Records →
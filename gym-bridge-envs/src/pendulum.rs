//! Inverted pendulum swing-up.
use anyhow::{anyhow, Result};
use gym_bridge_core::{Act, Env, Space, Step};
use log::info;
use ndarray::{Array1, ArrayD};
use std::f32::consts::PI;

const MAX_SPEED: f32 = 8.0;
const MAX_TORQUE: f32 = 2.0;
const DT: f32 = 0.05;
const G: f32 = 10.0;
const M: f32 = 1.0;
const L: f32 = 1.0;
const MAX_STEPS: usize = 200;

/// `Pendulum-v1`: swing a pendulum up and keep it upright.
///
/// The observation is `(cos theta, sin theta, theta_dot)` and the action a torque
/// in `[-2, 2]`. The reward is
/// `-(theta^2 + 0.1 * theta_dot^2 + 0.001 * torque^2)` with `theta` normalized
/// to `[-pi, pi)`. Episodes never terminate and are truncated after 200 steps.
pub struct Pendulum {
    act_space: Space,
    obs_space: Space,
    theta: f32,
    theta_dot: f32,
    count_steps: usize,
    rng: fastrand::Rng,
}

fn angle_normalize(x: f32) -> f32 {
    (x + PI).rem_euclid(2.0 * PI) - PI
}

impl Pendulum {
    /// Constructs the environment.
    pub fn new(seed: u64) -> Self {
        Self {
            act_space: Space::uniform_box(&[1], -MAX_TORQUE, MAX_TORQUE),
            obs_space: Space::Box {
                low: vec![-1.0, -1.0, -MAX_SPEED],
                high: vec![1.0, 1.0, MAX_SPEED],
                shape: vec![3],
            },
            theta: 0.0,
            theta_dot: 0.0,
            count_steps: 0,
            rng: fastrand::Rng::with_seed(seed),
        }
    }

    fn obs(&self) -> ArrayD<f32> {
        Array1::from(vec![self.theta.cos(), self.theta.sin(), self.theta_dot]).into_dyn()
    }
}

impl Env for Pendulum {
    fn action_space(&self) -> &Space {
        &self.act_space
    }

    fn observation_space(&self) -> &Space {
        &self.obs_space
    }

    fn seed(&mut self, seed: u64) {
        self.rng.seed(seed);
    }

    fn reset(&mut self) -> Result<ArrayD<f32>> {
        self.theta = (self.rng.f32() * 2.0 - 1.0) * PI;
        self.theta_dot = self.rng.f32() * 2.0 - 1.0;
        self.count_steps = 0;
        Ok(self.obs())
    }

    fn step(&mut self, act: &Act) -> Result<Step> {
        self.act_space.check(act)?;
        let u = match act {
            Act::Continuous(a) => a.iter().next().copied().unwrap_or(0.0),
            Act::Discrete(a) => return Err(anyhow!("Pendulum expects a torque, got {}", a)),
        };
        let u = u.max(-MAX_TORQUE).min(MAX_TORQUE);

        let (th, thdot) = (self.theta, self.theta_dot);
        let cost = angle_normalize(th).powi(2) + 0.1 * thdot.powi(2) + 0.001 * u.powi(2);

        let thdot = thdot + (3.0 * G / (2.0 * L) * th.sin() + 3.0 / (M * L * L) * u) * DT;
        let thdot = thdot.max(-MAX_SPEED).min(MAX_SPEED);
        self.theta = th + thdot * DT;
        self.theta_dot = thdot;
        self.count_steps += 1;

        Ok(Step::new(
            self.obs(),
            -cost,
            false,
            self.count_steps >= MAX_STEPS,
        ))
    }

    fn render(&mut self) -> Result<()> {
        info!(
            "theta = {:+.3}, theta_dot = {:+.3}",
            angle_normalize(self.theta),
            self.theta_dot
        );
        Ok(())
    }
}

Task requirements → Repeat the data in its entirety, word for word.

Response below →
filename gym-bridge-envs/src/pendulum.rs
//! Inverted pendulum swing-up.
use anyhow::{anyhow, Result};
use gym_bridge_core::{Act, Env, Space, Step};
use log::info;
use ndarray::{Array1, ArrayD};
use std::f32::consts::PI;

const MAX_SPEED: f32 = 8.0;
const MAX_TORQUE: f32 = 2.0;
const DT: f32 = 0.05;
const G: f32 = 10.0;
const M: f32 = 1.0;
const L: f32 = 1.0;
const MAX_STEPS: usize = 200;

/// `Pendulum-v1`: swing a pendulum up and keep it upright.
///
/// The observation is `(cos theta, sin theta, theta_dot)` and the action a torque
/// in `[-2, 2]`. The reward is
/// `-(theta^2 + 0.1 * theta_dot^2 + 0.001 * torque^2)` with `theta` normalized
/// to `[-pi, pi)`. Episodes never terminate and are truncated after 200 steps.
pub struct Pendulum {
    act_space: Space,
    obs_space: Space,
    theta: f32,
    theta_dot: f32,
    count_steps: usize,
    rng: fastrand::Rng,
}

fn angle_normalize(x: f32) -> f32 {
    (x + PI).rem_euclid(2.0 * PI) - PI
}

impl Pendulum {
    /// Constructs the environment.
    pub fn new(seed: u64) -> Self {
        Self {
            act_space: Space::uniform_box(&[1], -MAX_TORQUE, MAX_TORQUE),
            obs_space: Space::Box {
                low: vec![-1.0, -1.0, -MAX_SPEED],
                high: vec![1.0, 1.0, MAX_SPEED],
                shape: vec![3],
            },
            theta: 0.0,
            theta_dot: 0.0,
            count_steps: 0,
            rng: fastrand::Rng::with_seed(seed),
        }
    }

    fn obs(&self) -> ArrayD<f32> {
        Array1::from(vec![self.theta.cos(), self.theta.sin(), self.theta_dot]).into_dyn()
    }
}

impl Env for Pendulum {
    fn action_space(&self) -> &Space {
        &self.act_space
    }

    fn observation_space(&self) -> &Space {
        &self.obs_space
    }

    fn seed(&mut self, seed: u64) {
        self.rng.seed(seed);
    }

    fn reset(&mut self) -> Result<ArrayD<f32>> {
        self.theta = (self.rng.f32() * 2.0 - 1.0) * PI;
        self.theta_dot = self.rng.f32() * 2.0 - 1.0;
        self.count_steps = 0;
        Ok(self.obs())
    }

    fn step(&mut self, act: &Act) -> Result<Step> {
        self.act_space.check(act)?;
        let u = match act {
            Act::Continuous(a) => a.iter().next().copied().unwrap_or(0.0),
            Act::Discrete(a) => return Err(anyhow!("Pendulum expects a torque, got {}", a)),
        };
        let u = u.max(-MAX_TORQUE).min(MAX_TORQUE);

        let (th, thdot) = (self.theta, self.theta_dot);
        let cost = angle_normalize(th).powi(2) + 0.1 * thdot.powi(2) + 0.001 * u.powi(2);

        let thdot = thdot + (3.0 * G / (2.0 * L) * th.sin() + 3.0 / (M * L * L) * u) * DT;
        let thdot = thdot.max(-MAX_SPEED).min(MAX_SPEED);
        self.theta = th + thdot * DT;
        self.theta_dot = thdot;
        self.count_steps += 1;

        Ok(Step::new(
            self.obs(),
            -cost,
            false,
            self.count_steps >= MAX_STEPS,
        ))
    }

    fn render(&mut self) -> Result<()> {
        info!(
            "theta = {:+.3}, theta_dot = {:+.3}",
            angle_normalize(self.theta),
            self.theta_dot
        );
        Ok(())
    }
}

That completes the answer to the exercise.